A tinkle of the bell at the door startles the pair. The old man looks up, over to the entrance. John follows his gaze to see another boy at the door.

The new boy is shorter and younger-looking than John, with curly dark hair and pale skin. Even from across the room John can feel his stare on him, analysing him from the inside out.

“I want my butterfly net back,” the boy declares loudly. “This wingmate and magic nonsense is –”

John inhales sharply.
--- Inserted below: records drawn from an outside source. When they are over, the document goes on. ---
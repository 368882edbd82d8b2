//! Error handling for the catalog HTTP layer

use axum::{
    http::StatusCode,
    response::{IntoResponse, Response},
    Json,
};
use serde::Serialize;
use thiserror::Error;
use time::{format_description::well_known::Rfc3339, OffsetDateTime};
use uuid::Uuid;

const INTERNAL_MESSAGE: &str = "An internal server error occurred";

/// Error message carried to the client: a single sentence or, for schema
/// violations, the ordered list of violations.
#[derive(Debug, Clone, PartialEq, Eq, Serialize)]
#[serde(untagged)]
pub enum ErrorMessage {
    Text(String),
    List(Vec<String>),
}

/// Standard error response format for all HTTP errors
#[derive(Debug, Serialize)]
pub struct ErrorBody {
    pub message: ErrorMessage,
    pub status: u16,
    pub code: &'static str,
    pub trace_id: String,
    pub timestamp: String,
}

#[derive(Debug, Serialize)]
struct ErrorEnvelope {
    error: ErrorBody,
}

/// Application error types that map to HTTP responses
#[derive(Error, Debug)]
pub enum AppError {
    #[error("validation error: {}", .messages.join("; "))]
    Validation { messages: Vec<String> },

    #[error("conflict: {message}")]
    Conflict { message: String },

    #[error("not found: {message}")]
    NotFound { message: String },

    #[error("bad request: {message}")]
    BadRequest { message: String },

    #[error(transparent)]
    Internal(#[from] anyhow::Error),
}

impl AppError {
    /// Create a validation error from an ordered list of violations
    pub fn validation(messages: Vec<String>) -> Self {
        Self::Validation { messages }
    }

    /// Create a conflict error
    pub fn conflict(message: impl Into<String>) -> Self {
        Self::Conflict {
            message: message.into(),
        }
    }

    /// Create a not found error
    pub fn not_found(message: impl Into<String>) -> Self {
        Self::NotFound {
            message: message.into(),
        }
    }

    /// Create a bad request error
    pub fn bad_request(message: impl Into<String>) -> Self {
        Self::BadRequest {
            message: message.into(),
        }
    }

    pub fn status(&self) -> StatusCode {
        match self {
            AppError::Validation { .. } | AppError::Conflict { .. } | AppError::BadRequest { .. } => {
                StatusCode::BAD_REQUEST
            }
            AppError::NotFound { .. } => StatusCode::NOT_FOUND,
            AppError::Internal(_) => StatusCode::INTERNAL_SERVER_ERROR,
        }
    }

    pub fn code(&self) -> &'static str {
        match self {
            AppError::Validation { .. } => "validation_error",
            AppError::Conflict { .. } => "conflict",
            AppError::NotFound { .. } => "not_found",
            AppError::BadRequest { .. } => "bad_request",
            AppError::Internal(_) => "internal_error",
        }
    }

    /// Build the client-facing body. Internal details never leave the process.
    pub fn to_body(&self, trace_id: Uuid) -> ErrorBody {
        let message = match self {
            AppError::Validation { messages } => ErrorMessage::List(messages.clone()),
            AppError::Conflict { message }
            | AppError::NotFound { message }
            | AppError::BadRequest { message } => ErrorMessage::Text(message.clone()),
            AppError::Internal(_) => ErrorMessage::Text(INTERNAL_MESSAGE.to_string()),
        };

        let now = OffsetDateTime::now_utc();
        let timestamp = now.format(&Rfc3339).unwrap_or_else(|_| now.to_string());

        ErrorBody {
            message,
            status: self.status().as_u16(),
            code: self.code(),
            trace_id: trace_id.to_string(),
            timestamp,
        }
    }
}

impl IntoResponse for AppError {
    fn into_response(self) -> Response {
        let trace_id = Uuid::new_v4();
        let status = self.status();

        if status.is_server_error() {
            tracing::error!(
                trace_id = %trace_id,
                error_code = self.code(),
                status_code = status.as_u16(),
                error = ?self,
                "request failed"
            );
        } else {
            tracing::warn!(
                trace_id = %trace_id,
                error_code = self.code(),
                status_code = status.as_u16(),
                error = %self,
                "request rejected"
            );
        }

        let body = ErrorEnvelope {
            error: self.to_body(trace_id),
        };

        (status, Json(body)).into_response()
    }
}

#[cfg(test)]
mod tests {
    use super::*;
    use serde_json::Value;

    async fn body_json(response: Response) -> Value {
        let bytes = axum::body::to_bytes(response.into_body(), 64 * 1024)
            .await
            .unwrap();
        serde_json::from_slice(&bytes).unwrap()
    }

    #[tokio::test]
    async fn test_validation_error_lists_messages() {
        let error = AppError::validation(vec![
            "instance requires property \"isbn\"".to_string(),
            "instance.pages is not of a type(s) integer".to_string(),
        ]);
        let response = error.into_response();
        assert_eq!(response.status(), StatusCode::BAD_REQUEST);

        let body = body_json(response).await;
        assert_eq!(body["error"]["status"], 400);
        assert_eq!(body["error"]["code"], "validation_error");
        assert_eq!(
            body["error"]["message"],
            serde_json::json!([
                "instance requires property \"isbn\"",
                "instance.pages is not of a type(s) integer"
            ])
        );
    }

    #[tokio::test]
    async fn test_conflict_maps_to_bad_request() {
        let response = AppError::conflict("Book with ISBN 1 already exists").into_response();
        assert_eq!(response.status(), StatusCode::BAD_REQUEST);

        let body = body_json(response).await;
        assert_eq!(body["error"]["message"], "Book with ISBN 1 already exists");
        assert_eq!(body["error"]["code"], "conflict");
    }

    #[tokio::test]
    async fn test_error_response_format() {
        let response = AppError::not_found("Test resource not found").into_response();
        assert_eq!(response.status(), StatusCode::NOT_FOUND);

        let body = body_json(response).await;
        let error = &body["error"];
        assert_eq!(error["status"], 404);
        assert_eq!(error["message"], "Test resource not found");
        assert!(Uuid::parse_str(error["trace_id"].as_str().unwrap()).is_ok());
        assert!(OffsetDateTime::parse(error["timestamp"].as_str().unwrap(), &Rfc3339).is_ok());
    }

    #[tokio::test]
    async fn test_internal_error_hides_details() {
        let error = AppError::from(anyhow::anyhow!("Database connection failed"));
        let response = error.into_response();
        assert_eq!(response.status(), StatusCode::INTERNAL_SERVER_ERROR);

        let body = body_json(response).await;
        assert_eq!(body["error"]["message"], INTERNAL_MESSAGE);
        assert!(!body.to_string().contains("Database connection failed"));
    }
}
The boy is holding up a red anklet, just like the one in his own hands. Slowly, John slides down from his stool and walks over to the other boy, who has frozen, eyes darting to the slender red anklet in John’s hands.
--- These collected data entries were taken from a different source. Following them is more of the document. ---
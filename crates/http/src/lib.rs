//! HTTP server facade for the catalog service with Axum, error handling, and
//! OpenAPI support.

use anyhow::Context;
use axum::{routing::get, Router};

use catalog_kernel::{settings::Settings, ModuleRegistry};

pub mod error;
pub mod router;

use router::RouterBuilder;

/// Start the HTTP server and serve until Ctrl-C is received
pub async fn start_server(registry: &ModuleRegistry, settings: &Settings) -> anyhow::Result<()> {
    let address = format!("{}:{}", settings.server.host, settings.server.port);
    tracing::info!("starting HTTP server on {}", address);

    let app = build_router(registry, settings);

    let listener = tokio::net::TcpListener::bind(&address)
        .await
        .with_context(|| format!("failed to bind to {}", address))?;

    tracing::info!("HTTP server listening on http://{}", address);

    axum::serve(listener, app)
        .with_graceful_shutdown(shutdown_signal())
        .await
        .context("HTTP server failed")?;

    tracing::info!("HTTP server stopped");
    Ok(())
}

/// Build the main HTTP router with all module routes mounted
pub fn build_router(registry: &ModuleRegistry, settings: &Settings) -> Router {
    let mut router_builder = RouterBuilder::new().route("/healthz", get(health_check));

    for module in registry.modules() {
        let module_name = module.name();
        tracing::info!(
            module = module_name,
            "mounting module routes under /{}",
            module_name
        );
        router_builder = router_builder.mount_module(module_name, module.routes());
    }

    // Layers wrap only what is already routed, so they go last.
    router_builder
        .with_openapi(registry)
        .with_fallback()
        .with_tracing()
        .with_cors()
        .with_request_id()
        .with_timeout(settings.server.request_timeout_ms)
        .build()
}

/// Health check endpoint
async fn health_check() -> &'static str {
    "ok"
}

async fn shutdown_signal() {
    if let Err(err) = tokio::signal::ctrl_c().await {
        tracing::error!(error = %err, "failed to listen for shutdown signal");
        std::future::pending::<()>().await;
    }
    tracing::info!("shutdown signal received");
}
The younger boy stares. “And who the _hell_ are you?” he demands snottily, the very image of a petulant brat. John recoils, eyes wide.

“I could ask the same for you,” he remarks icily, staring down at the little dark-haired boy, who is so well-dressed in a sailor’s outfit but has bits of mud all over his shorts and elbows.
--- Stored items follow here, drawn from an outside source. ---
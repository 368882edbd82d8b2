use serde::{Deserialize, Serialize};

/// A catalogued book, keyed by its ISBN.
#[derive(Debug, Clone, PartialEq, Eq, Serialize, Deserialize, sqlx::FromRow)]
pub struct Book {
    /// Unique identifier and lookup key
    pub isbn: String,
    pub amazon_url: String,
    pub author: String,
    pub language: String,
    /// Always at least 1
    pub pages: i64,
    pub publisher: String,
    pub title: String,
    pub year: i64,
}

/// Equality filter accepted by the list endpoint.
#[derive(Debug, Clone, Default, Deserialize)]
pub struct BookFilter {
    pub isbn: Option<String>,
}

#[derive(Debug, Serialize)]
pub struct BookResponse {
    pub book: Book,
}

#[derive(Debug, Serialize)]
pub struct BooksResponse {
    pub books: Vec<Book>,
}

#[derive(Debug, Serialize)]
pub struct MessageResponse {
    pub message: &'static str,
}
“None of your business. I can see there’s something wrong with this.” The little boy waves his anklet again, glaring at the old man from over John’s shoulder. “They can’t possibly pair me with a block-headed rugby boy. I’d hoped for someone _better_.”

Anklet or not, John realises at that moment that whoever this little squirt is, he hates him with all of his might. “Well they must’ve made a mistake because there’s no way in hell I’m falling in love with a stuck-up little twit like you!” he shouts, clenching the anklet in his fist and shoving past the other boy to the door.

“Do you kiss your Mummy with that kind of mouth?” sneers the other boy as a parting shot. “Oh, I guess you can’t, because she’s dead!”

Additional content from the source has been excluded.